I am channelling my inner Yoda right now but believe me. You own the skates, they work for you not the other way around. Even if sometimes it feels like you are out of control, you are the master of your skates. At any time you can take off your skates, ease them up, slow them down or perform maintenance. YOU control THEM. It is exactly the same for digital accessibility. You own the content, you own the processes, you own the policies (I am speaking at the organisation level here). It is in your ability to drive these policies, you control it, it does not control you. If you forget that, everything gets exponentially harder.
You have to follow the law
This somewhat goes without saying, you do need to follow laws. I will never be skating down the Opera House stairs these days. Even is that is what my friend did in the 90s (and backwards too).
With digital accessibility there are a lot of different laws which depend on your region. In this article I am not going to go through the details of all of them. You can find this information later in my training courses, but some important laws include
- Australia’s Disability Discrimination Act (DDA)
- The United Nations Convention on the Rights of Persons with Disability (CRPD)
- The American with Disabilities Act (ADA)

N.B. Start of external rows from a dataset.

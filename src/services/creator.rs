//! Creator service: roster queries, signup, and duplicate detection.
//!
//! DESIGN
//! ======
//! Creators are stored flat (one column per platform field). The public
//! `CreatorProfile` handed to the renderer and to preview snapshots is built
//! from a row here; admin-only columns (pricing, notes, approval state) stay
//! on `CreatorRow` and are never copied into the profile.
//!
//! DUPLICATES
//! ==========
//! A duplicate candidate is any other creator whose stored Instagram URL
//! contains the handle of the submitted URL, case-insensitively. Substring
//! matching over-matches (`ana` matches `ana_banana`); candidates are a
//! warning for a human, never a rejection. LIKE wildcards in the handle are
//! escaped so the match stays a literal substring.

use landing::{CreatorProfile, Platform, PlatformStats};
use serde::{Deserialize, Serialize};
use sqlx::PgPool;
use tracing::info;
use uuid::Uuid;
use validator::Validate;

// =============================================================================
// TYPES
// =============================================================================

#[derive(Debug, thiserror::Error)]
pub enum CreatorError {
    #[error("creator not found: {0}")]
    NotFound(String),
    #[error("slug {0:?} is already taken by another creator")]
    SlugTaken(String),
    #[error("invalid creator: {0}")]
    Invalid(#[from] validator::ValidationErrors),
    #[error("unknown approval status: {0}")]
    InvalidStatus(String),
    #[error("database error: {0}")]
    Database(#[from] sqlx::Error),
}

impl crate::frame::ErrorCode for CreatorError {
    fn error_code(&self) -> &'static str {
        match self {
            Self::NotFound(_) => "E_CREATOR_NOT_FOUND",
            Self::SlugTaken(_) => "E_SLUG_TAKEN",
            Self::Invalid(_) => "E_CREATOR_INVALID",
            Self::InvalidStatus(_) => "E_INVALID_STATUS",
            Self::Database(_) => "E_DATABASE",
        }
    }

    fn retryable(&self) -> bool {
        matches!(self, Self::Database(_))
    }
}

#[derive(Debug, Clone, Copy, PartialEq, Eq, Default, Serialize, Deserialize)]
#[serde(rename_all = "lowercase")]
pub enum ApprovalStatus {
    #[default]
    Pending,
    Approved,
    Rejected,
}

impl ApprovalStatus {
    #[must_use]
    pub fn as_str(self) -> &'static str {
        match self {
            Self::Pending => "pending",
            Self::Approved => "approved",
            Self::Rejected => "rejected",
        }
    }

    #[must_use]
    pub fn parse(raw: &str) -> Option<Self> {
        match raw {
            "pending" => Some(Self::Pending),
            "approved" => Some(Self::Approved),
            "rejected" => Some(Self::Rejected),
            _ => None,
        }
    }
}

/// Full `creators` row minus timestamps.
#[derive(Debug, Clone, sqlx::FromRow)]
pub struct CreatorRow {
    pub id: Uuid,
    pub name: String,
    pub slug: String,
    pub email: Option<String>,
    pub whatsapp: Option<String>,
    pub bio: Option<String>,
    pub avatar_url: Option<String>,
    pub location: Option<String>,
    pub instagram_url: Option<String>,
    pub instagram_followers: i64,
    pub instagram_active: bool,
    pub tiktok_url: Option<String>,
    pub tiktok_followers: i64,
    pub tiktok_active: bool,
    pub youtube_url: Option<String>,
    pub youtube_followers: i64,
    pub youtube_active: bool,
    pub engagement_rate: Option<f64>,
    pub gallery: sqlx::types::Json<Vec<String>>,
    pub price_per_post: Option<f64>,
    pub price_per_reel: Option<f64>,
    pub price_per_story: Option<f64>,
    pub admin_notes: Option<String>,
    pub approval_status: String,
    pub landing_theme: Option<serde_json::Value>,
}

const CREATOR_COLUMNS: &str = "id, name, slug, email, whatsapp, bio, avatar_url, location,
    instagram_url, instagram_followers, instagram_active,
    tiktok_url, tiktok_followers, tiktok_active,
    youtube_url, youtube_followers, youtube_active,
    engagement_rate, gallery, price_per_post, price_per_reel, price_per_story,
    admin_notes, approval_status, landing_theme";

/// Roster entry for list views.
#[derive(Debug, Clone, PartialEq, Serialize)]
pub struct CreatorSummary {
    pub id: Uuid,
    pub name: String,
    pub slug: String,
    pub approval_status: String,
    pub instagram_url: Option<String>,
    pub total_followers: u64,
}

/// A possible duplicate of a creator being created or edited.
#[derive(Debug, Clone, PartialEq, Eq, Serialize, sqlx::FromRow)]
pub struct DuplicateCandidate {
    pub id: Uuid,
    pub name: String,
    pub instagram_url: Option<String>,
}

/// Signup / admin-create payload.
#[derive(Debug, Clone, Default, Deserialize, Validate)]
#[serde(default)]
pub struct NewCreator {
    #[validate(length(min = 1, max = 120))]
    pub name: String,
    #[validate(length(min = 1, max = 80))]
    pub slug: Option<String>,
    #[validate(email)]
    pub email: Option<String>,
    #[validate(length(max = 32))]
    pub whatsapp: Option<String>,
    #[validate(length(max = 2000))]
    pub bio: Option<String>,
    #[validate(url)]
    pub avatar_url: Option<String>,
    pub location: Option<String>,
    #[validate(url)]
    pub instagram_url: Option<String>,
    pub instagram_followers: u32,
    #[validate(url)]
    pub tiktok_url: Option<String>,
    pub tiktok_followers: u32,
    #[validate(url)]
    pub youtube_url: Option<String>,
    pub youtube_followers: u32,
}

// =============================================================================
// PROFILE
// =============================================================================

fn followers(raw: i64) -> u64 {
    u64::try_from(raw).unwrap_or(0)
}

impl CreatorRow {
    /// Public profile for rendering. Admin-only columns are not copied.
    #[must_use]
    pub fn profile(&self) -> CreatorProfile {
        let platforms = [
            (Platform::Instagram, &self.instagram_url, self.instagram_followers, self.instagram_active),
            (Platform::Tiktok, &self.tiktok_url, self.tiktok_followers, self.tiktok_active),
            (Platform::Youtube, &self.youtube_url, self.youtube_followers, self.youtube_active),
        ]
        .into_iter()
        .map(|(platform, url, count, active)| PlatformStats {
            platform,
            url: url.clone(),
            followers: followers(count),
            active,
        })
        .collect();

        CreatorProfile {
            id: Some(self.id.to_string()),
            name: self.name.clone(),
            slug: self.slug.clone(),
            bio: self.bio.clone(),
            avatar_url: self.avatar_url.clone(),
            location: self.location.clone(),
            email: self.email.clone(),
            whatsapp: self.whatsapp.clone(),
            engagement_rate: self.engagement_rate,
            platforms,
            gallery: self.gallery.0.clone(),
        }
    }

    #[must_use]
    pub fn summary(&self) -> CreatorSummary {
        CreatorSummary {
            id: self.id,
            name: self.name.clone(),
            slug: self.slug.clone(),
            approval_status: self.approval_status.clone(),
            instagram_url: self.instagram_url.clone(),
            total_followers: self.profile().total_followers(),
        }
    }
}

// =============================================================================
// DUPLICATE DETECTION
// =============================================================================

/// Extract the account handle from an Instagram URL (or a bare handle).
///
/// Takes the last non-empty path segment, ignoring scheme, host, query
/// string, fragment, and trailing slashes, and strips a leading `@`.
/// Returns `None` when nothing is left, including a bare Instagram host.
#[must_use]
pub fn instagram_handle(url: &str) -> Option<String> {
    let trimmed = url.trim();
    let (has_scheme, rest) = match trimmed.split_once("://") {
        Some((_, rest)) => (true, rest),
        None => (false, trimmed),
    };
    let path = rest.split(['?', '#']).next().unwrap_or_default();
    let mut segments: Vec<&str> = path.split('/').filter(|s| !s.is_empty()).collect();
    let leading_host = segments
        .first()
        .is_some_and(|s| is_instagram_host(s) || ((has_scheme || segments.len() > 1) && s.contains('.')));
    if leading_host {
        segments.remove(0);
    }
    let handle = segments.last()?.trim_start_matches('@').trim();
    if handle.is_empty() { None } else { Some(handle.to_string()) }
}

fn is_instagram_host(segment: &str) -> bool {
    let host = segment.to_ascii_lowercase();
    let host = host.strip_prefix("www.").or_else(|| host.strip_prefix("m.")).unwrap_or(&host);
    matches!(host, "instagram.com" | "instagr.am")
}

/// Escape `\`, `%`, and `_` for a LIKE pattern using `ESCAPE '\'`.
#[must_use]
pub fn escape_like(raw: &str) -> String {
    let mut out = String::with_capacity(raw.len());
    for c in raw.chars() {
        if matches!(c, '\\' | '%' | '_') {
            out.push('\\');
        }
        out.push(c);
    }
    out
}

/// Creators whose Instagram URL contains the handle of `instagram_url`.
///
/// # Errors
///
/// Returns a database error if the query fails.
pub async fn check_duplicates(
    pool: &PgPool,
    instagram_url: &str,
    exclude_id: Option<Uuid>,
) -> Result<Vec<DuplicateCandidate>, CreatorError> {
    let Some(handle) = instagram_handle(instagram_url) else {
        return Ok(Vec::new());
    };
    let pattern = format!("%{}%", escape_like(&handle));

    let rows = sqlx::query_as::<_, DuplicateCandidate>(
        r"SELECT id, name, instagram_url
          FROM creators
          WHERE instagram_url ILIKE $1 ESCAPE '\'
            AND ($2::uuid IS NULL OR id <> $2)
          ORDER BY name",
    )
    .bind(pattern)
    .bind(exclude_id)
    .fetch_all(pool)
    .await?;

    Ok(rows)
}

// =============================================================================
// SLUGS
// =============================================================================

fn fold_accent(c: char) -> char {
    match c {
        'á' | 'à' | 'â' | 'ã' | 'ä' => 'a',
        'é' | 'è' | 'ê' | 'ë' => 'e',
        'í' | 'ì' | 'î' | 'ï' => 'i',
        'ó' | 'ò' | 'ô' | 'õ' | 'ö' => 'o',
        'ú' | 'ù' | 'û' | 'ü' => 'u',
        'ç' => 'c',
        'ñ' => 'n',
        other => other,
    }
}

/// URL slug from a display name: lowercase ASCII words joined by `-`.
#[must_use]
pub fn slugify(name: &str) -> String {
    let mut slug = String::with_capacity(name.len());
    for c in name.chars().flat_map(char::to_lowercase).map(fold_accent) {
        if c.is_ascii_alphanumeric() {
            slug.push(c);
        } else if !slug.is_empty() && !slug.ends_with('-') {
            slug.push('-');
        }
    }
    while slug.ends_with('-') {
        slug.pop();
    }
    slug
}

// =============================================================================
// QUERIES
// =============================================================================

fn is_unique_violation(err: &sqlx::Error) -> bool {
    err.as_database_error().is_some_and(|db| db.is_unique_violation())
}

/// List creators, optionally filtered by approval status.
///
/// # Errors
///
/// Returns a database error if the query fails.
pub async fn list_creators(pool: &PgPool, status: Option<ApprovalStatus>) -> Result<Vec<CreatorRow>, CreatorError> {
    let sql = format!(
        "SELECT {CREATOR_COLUMNS} FROM creators
         WHERE ($1::text IS NULL OR approval_status = $1)
         ORDER BY name"
    );
    let rows = sqlx::query_as::<_, CreatorRow>(&sql)
        .bind(status.map(ApprovalStatus::as_str))
        .fetch_all(pool)
        .await?;
    Ok(rows)
}

/// # Errors
///
/// Returns `NotFound` if no creator has this id.
pub async fn get_creator(pool: &PgPool, id: Uuid) -> Result<CreatorRow, CreatorError> {
    let sql = format!("SELECT {CREATOR_COLUMNS} FROM creators WHERE id = $1");
    sqlx::query_as::<_, CreatorRow>(&sql)
        .bind(id)
        .fetch_optional(pool)
        .await?
        .ok_or_else(|| CreatorError::NotFound(id.to_string()))
}

/// Look up by slug, falling back to the id when `key` parses as a UUID.
///
/// # Errors
///
/// Returns `NotFound` if neither matches.
pub async fn find_by_slug_or_id(pool: &PgPool, key: &str) -> Result<CreatorRow, CreatorError> {
    let id = key.parse::<Uuid>().ok();
    let sql = format!("SELECT {CREATOR_COLUMNS} FROM creators WHERE slug = $1 OR ($2::uuid IS NOT NULL AND id = $2) LIMIT 1");
    sqlx::query_as::<_, CreatorRow>(&sql)
        .bind(key)
        .bind(id)
        .fetch_optional(pool)
        .await?
        .ok_or_else(|| CreatorError::NotFound(key.to_string()))
}

/// Insert a new creator in `pending` state and report possible duplicates.
///
/// # Errors
///
/// Returns `Invalid` for payload validation failures, `SlugTaken` on a slug
/// unique violation, or a database error.
pub async fn create_creator(
    pool: &PgPool,
    input: NewCreator,
) -> Result<(CreatorRow, Vec<DuplicateCandidate>), CreatorError> {
    input.validate()?;

    let id = Uuid::new_v4();
    let slug = input
        .slug
        .as_deref()
        .map(slugify)
        .filter(|s| !s.is_empty())
        .or_else(|| Some(slugify(&input.name)).filter(|s| !s.is_empty()))
        .unwrap_or_else(|| id.simple().to_string()[..8].to_string());

    let duplicates = match input.instagram_url.as_deref() {
        Some(url) => check_duplicates(pool, url, None).await?,
        None => Vec::new(),
    };

    let result = sqlx::query(
        "INSERT INTO creators (
            id, name, slug, email, whatsapp, bio, avatar_url, location,
            instagram_url, instagram_followers, instagram_active,
            tiktok_url, tiktok_followers, tiktok_active,
            youtube_url, youtube_followers, youtube_active,
            approval_status
         ) VALUES ($1, $2, $3, $4, $5, $6, $7, $8, $9, $10, $11, $12, $13, $14, $15, $16, $17, $18)",
    )
    .bind(id)
    .bind(input.name.trim())
    .bind(&slug)
    .bind(&input.email)
    .bind(&input.whatsapp)
    .bind(&input.bio)
    .bind(&input.avatar_url)
    .bind(&input.location)
    .bind(&input.instagram_url)
    .bind(i64::from(input.instagram_followers))
    .bind(input.instagram_url.is_some())
    .bind(&input.tiktok_url)
    .bind(i64::from(input.tiktok_followers))
    .bind(input.tiktok_url.is_some())
    .bind(&input.youtube_url)
    .bind(i64::from(input.youtube_followers))
    .bind(input.youtube_url.is_some())
    .bind(ApprovalStatus::Pending.as_str())
    .execute(pool)
    .await;

    if let Err(e) = result {
        if is_unique_violation(&e) {
            return Err(CreatorError::SlugTaken(slug));
        }
        return Err(e.into());
    }

    info!(%id, %slug, duplicates = duplicates.len(), "creator created");
    let row = get_creator(pool, id).await?;
    Ok((row, duplicates))
}

#[cfg(test)]
#[path = "creator_test.rs"]
mod tests;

- America’s Air Carrier Access Act (ACAA)
- The Canadian Human Rights Act
- The Marrakesh Treaty
You can’t control the environment
Sorry it’s a fact of life you can’t control the environment.
An accessibility program is just part of a much bigger environmental system in your organisation. You can not control it all, but you can control how you react and adapt. I dislocated my arm twice in two days because I could not control my environment. My choices in responding to the environment however determined the outcome.

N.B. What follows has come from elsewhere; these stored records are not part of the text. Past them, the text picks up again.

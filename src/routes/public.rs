//! HTML surfaces: the public landing page and the live preview page.
//!
//! Both render through `landing::render_page`; the preview page additionally
//! carries a small script that joins the creator's preview room as a
//! surface and reloads when a newer snapshot arrives.

use axum::extract::{Path, State};
use axum::response::Html;
use landing::{CreatorProfile, PreviewMessage, Theme, parse_stored_theme, render_page};
use uuid::Uuid;

use crate::routes::ApiError;
use crate::services::creator::{self, ApprovalStatus, CreatorError};
use crate::services::preview;
use crate::state::AppState;

const PREVIEW_SCRIPT: &str = r#"<script>
(function () {
  var creatorId = "__CREATOR_ID__";
  var renderedSeq = __SEQ__;
  var proto = location.protocol === "https:" ? "wss://" : "ws://";
  var ws = new WebSocket(proto + location.host + "/api/ws?format=text");
  function send(syscall, data) {
    ws.send(JSON.stringify({ id: crypto.randomUUID(), syscall: syscall, status: "request", creator_id: creatorId, data: data }));
  }
  function maybeReload(seq) {
    if (typeof seq === "number" && seq > renderedSeq) { location.reload(); }
  }
  ws.onmessage = function (ev) {
    var frame = JSON.parse(ev.data);
    if (frame.syscall === "session:connected") {
      send("preview:join", { creator_id: creatorId, role: "surface" });
    } else if (frame.syscall === "preview:join" && frame.status === "done") {
      maybeReload(frame.data.seq);
      send("preview:ready", { creator_id: creatorId });
    } else if (frame.syscall === "preview:update" && frame.status === "item") {
      maybeReload(frame.data.seq);
    }
  };
})();
</script>"#;

/// Attach the live-reload script for a preview surface.
#[must_use]
pub fn with_preview_script(html: &str, creator_id: Uuid, seq: u64) -> String {
    let script = PREVIEW_SCRIPT.replace("__CREATOR_ID__", &creator_id.to_string()).replace("__SEQ__", &seq.to_string());
    match html.rfind("</body>") {
        Some(at) => format!("{}{script}{}", &html[..at], &html[at..]),
        None => format!("{html}{script}"),
    }
}

/// `GET /p/{key}` — public landing page by slug or id. Only approved
/// creators are public.
pub async fn landing_page(State(state): State<AppState>, Path(key): Path<String>) -> Result<Html<String>, ApiError> {
    let row = creator::find_by_slug_or_id(&state.pool, &key).await?;
    if ApprovalStatus::parse(&row.approval_status) != Some(ApprovalStatus::Approved) {
        return Err(CreatorError::NotFound(key).into());
    }
    let theme = parse_stored_theme(row.landing_theme.as_ref());
    Ok(Html(render_page(&theme, &row.profile())))
}

/// `GET /preview/{creator_id}` — the editor's live snapshot if one exists,
/// otherwise the stored theme.
pub async fn preview_page(
    State(state): State<AppState>,
    Path(creator_id): Path<Uuid>,
) -> Result<Html<String>, ApiError> {
    let (theme, profile, seq) = match preview::snapshot(&state, creator_id).await {
        Some(envelope) => match envelope.message {
            PreviewMessage::UpdatePreview { theme, creator_data } => (*theme, *creator_data, envelope.seq),
            PreviewMessage::PreviewReady => stored_preview(&state, creator_id).await?,
        },
        None => stored_preview(&state, creator_id).await?,
    };
    let page = render_page(&theme, &profile);
    Ok(Html(with_preview_script(&page, creator_id, seq)))
}

async fn stored_preview(state: &AppState, creator_id: Uuid) -> Result<(Theme, CreatorProfile, u64), CreatorError> {
    let row = creator::get_creator(&state.pool, creator_id).await?;
    Ok((parse_stored_theme(row.landing_theme.as_ref()), row.profile(), 0))
}

#[cfg(test)]
#[path = "public_test.rs"]
mod tests;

I was skating at the rink in the middle of school holidays, I usually skate outdoors (ironically less obstacles) this day there must have been 300 kids on the rink. Kids were falling as far as the eye can see, it was a kidalanche (kid avalanche). I decided to seize an open gap, and then a kid went straight down in front of me. I had no control over that environment, only my reaction to it.

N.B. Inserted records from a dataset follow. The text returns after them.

//! Strategy service: load a plan, apply one planner operation, store it,
//! and notify subscribers.
//!
//! DESIGN
//! ======
//! `marketing_strategies` rows map onto `planner::StrategyPlan`; the cart and
//! flyer slots live in JSONB columns. Every mutation follows the same shape:
//! load -> mutate in memory (validated by the planner) -> write back ->
//! `strategy:changed`. Unchanged plans are neither written nor announced.
//!
//! Creating and deleting strategies is admin CRUD and lives elsewhere.

use chrono::NaiveDate;
use planner::{
    BudgetBreakdown, BudgetInputs, ChannelType, ContentFormat, Deliverable, DeliverableCart, FlyerTimeSlot,
    StrategyPlan, StrategyStatus,
};
use serde::{Deserialize, Serialize};
use sqlx::PgPool;
use sqlx::types::Json;
use tracing::info;
use uuid::Uuid;

use crate::services::realtime;
use crate::state::AppState;

// =============================================================================
// TYPES
// =============================================================================

#[derive(Debug, thiserror::Error)]
pub enum StrategyError {
    #[error("strategy not found: {0}")]
    NotFound(Uuid),
    #[error(transparent)]
    Plan(#[from] planner::PlanError),
    #[error("stored strategy {0} is corrupt: {1}")]
    Corrupt(Uuid, String),
    #[error("database error: {0}")]
    Database(#[from] sqlx::Error),
}

impl crate::frame::ErrorCode for StrategyError {
    fn error_code(&self) -> &'static str {
        match self {
            Self::NotFound(_) => "E_STRATEGY_NOT_FOUND",
            Self::Plan(planner::PlanError::Cart(planner::CartError::UnknownItem(_))) => "E_DELIVERABLE_NOT_FOUND",
            Self::Plan(_) => "E_STRATEGY_INVALID",
            Self::Corrupt(..) => "E_STRATEGY_CORRUPT",
            Self::Database(_) => "E_DATABASE",
        }
    }

    fn retryable(&self) -> bool {
        matches!(self, Self::Database(_))
    }
}

#[derive(Debug, Clone, sqlx::FromRow)]
pub struct StrategyRow {
    pub id: Uuid,
    pub company_id: Option<Uuid>,
    pub title: String,
    pub description: Option<String>,
    pub channel: String,
    pub status: String,
    pub start_date: NaiveDate,
    pub end_date: NaiveDate,
    pub budget: f64,
    pub agency_fee_percent: f64,
    pub tax_percent: f64,
    pub media_budget: f64,
    pub deliverables: Json<DeliverableCart>,
    pub flyer_slots: Json<Vec<FlyerTimeSlot>>,
}

const STRATEGY_COLUMNS: &str = "id, company_id, title, description, channel, status, start_date, end_date,
    budget, agency_fee_percent, tax_percent, media_budget, deliverables, flyer_slots";

impl StrategyRow {
    /// # Errors
    ///
    /// Returns `Corrupt` for channel or status text the planner does not know.
    pub fn into_plan(self) -> Result<StrategyPlan, StrategyError> {
        let channel = ChannelType::parse(&self.channel)
            .ok_or_else(|| StrategyError::Corrupt(self.id, format!("unknown channel {:?}", self.channel)))?;
        let status = StrategyStatus::parse(&self.status)
            .ok_or_else(|| StrategyError::Corrupt(self.id, format!("unknown status {:?}", self.status)))?;
        Ok(StrategyPlan {
            id: self.id,
            company_id: self.company_id,
            title: self.title,
            description: self.description,
            channel,
            status,
            start_date: self.start_date,
            end_date: self.end_date,
            budget: self.budget,
            agency_fee_percent: self.agency_fee_percent,
            tax_percent: self.tax_percent,
            media_budget: self.media_budget,
            deliverables: self.deliverables.0,
            flyer_slots: self.flyer_slots.0,
        })
    }
}

/// API shape: the plan plus its derived budget breakdown.
#[derive(Debug, Clone, Serialize)]
pub struct StrategyView {
    #[serde(flatten)]
    pub plan: StrategyPlan,
    pub breakdown: BudgetBreakdown,
    pub cart_total: f64,
}

impl From<StrategyPlan> for StrategyView {
    fn from(plan: StrategyPlan) -> Self {
        Self { breakdown: plan.breakdown(), cart_total: plan.deliverables.total(), plan }
    }
}

#[derive(Debug, Clone, PartialEq, Eq, Serialize, sqlx::FromRow)]
pub struct CompanyRow {
    pub id: Uuid,
    pub name: String,
}

fn default_quantity() -> u32 {
    1
}

/// Cart line as submitted by the planner UI.
#[derive(Debug, Clone, Deserialize)]
pub struct NewDeliverable {
    pub creator_id: Uuid,
    pub creator_name: String,
    pub format: ContentFormat,
    pub unit_price: f64,
    #[serde(default = "default_quantity")]
    pub quantity: u32,
}

impl From<NewDeliverable> for Deliverable {
    fn from(input: NewDeliverable) -> Self {
        Deliverable::new(input.creator_id, input.creator_name, input.format, input.unit_price, input.quantity)
    }
}

// =============================================================================
// QUERIES
// =============================================================================

/// # Errors
///
/// Returns a database error if the query fails.
pub async fn list_companies(pool: &PgPool) -> Result<Vec<CompanyRow>, StrategyError> {
    let rows = sqlx::query_as::<_, CompanyRow>("SELECT id, name FROM companies ORDER BY name")
        .fetch_all(pool)
        .await?;
    Ok(rows)
}

/// List strategies, optionally for one company, by start date.
///
/// # Errors
///
/// Returns a database error, or `Corrupt` if a row does not map to a plan.
pub async fn list_strategies(pool: &PgPool, company_id: Option<Uuid>) -> Result<Vec<StrategyPlan>, StrategyError> {
    let sql = format!(
        "SELECT {STRATEGY_COLUMNS} FROM marketing_strategies
         WHERE ($1::uuid IS NULL OR company_id = $1)
         ORDER BY start_date, title"
    );
    let rows = sqlx::query_as::<_, StrategyRow>(&sql).bind(company_id).fetch_all(pool).await?;
    rows.into_iter().map(StrategyRow::into_plan).collect()
}

/// # Errors
///
/// Returns `NotFound` if no strategy has this id.
pub async fn get_strategy(pool: &PgPool, id: Uuid) -> Result<StrategyPlan, StrategyError> {
    let sql = format!("SELECT {STRATEGY_COLUMNS} FROM marketing_strategies WHERE id = $1");
    sqlx::query_as::<_, StrategyRow>(&sql)
        .bind(id)
        .fetch_optional(pool)
        .await?
        .ok_or(StrategyError::NotFound(id))?
        .into_plan()
}

/// Write the mutable parts of a plan back.
///
/// # Errors
///
/// Returns `NotFound` if no row was updated.
pub async fn store_strategy(pool: &PgPool, plan: &StrategyPlan) -> Result<(), StrategyError> {
    let result = sqlx::query(
        "UPDATE marketing_strategies
         SET budget = $2, agency_fee_percent = $3, tax_percent = $4, media_budget = $5,
             deliverables = $6, flyer_slots = $7, updated_at = now()
         WHERE id = $1",
    )
    .bind(plan.id)
    .bind(plan.budget)
    .bind(plan.agency_fee_percent)
    .bind(plan.tax_percent)
    .bind(plan.media_budget)
    .bind(Json(&plan.deliverables))
    .bind(Json(&plan.flyer_slots))
    .execute(pool)
    .await?;
    if result.rows_affected() == 0 {
        return Err(StrategyError::NotFound(plan.id));
    }
    Ok(())
}

// =============================================================================
// MUTATIONS
// =============================================================================

/// Load, mutate, and (if changed) store + notify.
async fn mutate<T>(
    state: &AppState,
    id: Uuid,
    op: impl FnOnce(&mut StrategyPlan) -> Result<T, planner::PlanError>,
) -> Result<(StrategyPlan, T), StrategyError> {
    let before = get_strategy(&state.pool, id).await?;
    let mut plan = before.clone();
    let out = op(&mut plan)?;
    if plan != before {
        store_strategy(&state.pool, &plan).await?;
        let notified = realtime::notify_strategy_changed(state, id).await;
        info!(strategy_id = %id, budget = plan.budget, media_budget = plan.media_budget, notified, "strategy updated");
    }
    Ok((plan, out))
}

/// Replace budget, agency fee %, and tax %, recomputing the media budget.
///
/// # Errors
///
/// Returns `Plan` for out-of-range inputs (nothing is written).
pub async fn update_budget(state: &AppState, id: Uuid, inputs: BudgetInputs) -> Result<StrategyPlan, StrategyError> {
    let (plan, _) = mutate(state, id, |plan| plan.set_budget_inputs(inputs)).await?;
    Ok(plan)
}

/// Add a cart line and sync the budget from the cart.
///
/// # Errors
///
/// Returns `Plan` for an invalid line.
pub async fn add_deliverable(
    state: &AppState,
    id: Uuid,
    input: NewDeliverable,
) -> Result<(StrategyPlan, Uuid), StrategyError> {
    mutate(state, id, |plan| plan.add_deliverable(input.into())).await
}

/// # Errors
///
/// Returns `Plan` if the line is not in the cart.
pub async fn remove_deliverable(state: &AppState, id: Uuid, item_id: Uuid) -> Result<StrategyPlan, StrategyError> {
    let (plan, _) = mutate(state, id, |plan| plan.remove_deliverable(item_id)).await?;
    Ok(plan)
}

/// Set a line's quantity; zero removes it.
///
/// # Errors
///
/// Returns `Plan` if the line is not in the cart.
pub async fn set_deliverable_quantity(
    state: &AppState,
    id: Uuid,
    item_id: Uuid,
    quantity: u32,
) -> Result<StrategyPlan, StrategyError> {
    let (plan, ()) = mutate(state, id, |plan| plan.set_deliverable_quantity(item_id, quantity)).await?;
    Ok(plan)
}

/// # Errors
///
/// Returns `Plan` for a non-flyers strategy or an invalid slot.
pub async fn replace_flyer_slots(
    state: &AppState,
    id: Uuid,
    slots: Vec<FlyerTimeSlot>,
) -> Result<StrategyPlan, StrategyError> {
    let (plan, ()) = mutate(state, id, |plan| plan.replace_flyer_slots(slots)).await?;
    Ok(plan)
}

#[cfg(test)]
#[path = "strategy_test.rs"]
mod tests;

My reaction was: I’m an overweight middle aged woman and that is a five year old child with their fingers out in front of me, if I don’t change trajectory I am going to roll over and break that kids fingers. I like to think I am a nice person. I decided to jump the kid (not the wisest move but minimised damage to the child) I stacked the landing and crashed into the side of the rink.
Next day similar thing, a kid literally kicked the legs out from under me and my instinct was to roll sideways to protect my head. Cue superhero pose and crashing on my arms and ribs. Dislocated shoulder.
I did not have control over the environment, but I had control over my reaction. If I hadn’t made a quick deliberate change to my responses, I would have broken a young child’s hand or my head would have hit the ground full force and I would probably be roller-skating with the angels right now.
So with all that said we all crash and often because at some point in your environment…
You are going to hit a roadblock
You always need to plan for the risks. When skating you need to weigh up the risks of protection vs comfort. I for example, wear wrist and knee pads because otherwise darn it hurts when you crash. However I do not wear a helmet, elbow pads or padded shorts. I assessed the risk to comfort ratio and this works for me. Only once have I hit my head and that was stupidity! I thought going skating outside in the rain and going down a little slope was a great idea. The crash may have knocked some sense in to me as I have not tried it again. As for landing on my backside, yep it has happened, but I have enough padding so don’t need any more.
When you are starting out on an accessibility journey it is the same thing, you need to prepare for roadblocks. For a deep dive on accessibility roadblocks check out my next article How Digital Accessibility is Like Roller-Skating (Part 3: Roadblocks and manoeuvring) which is coming soon.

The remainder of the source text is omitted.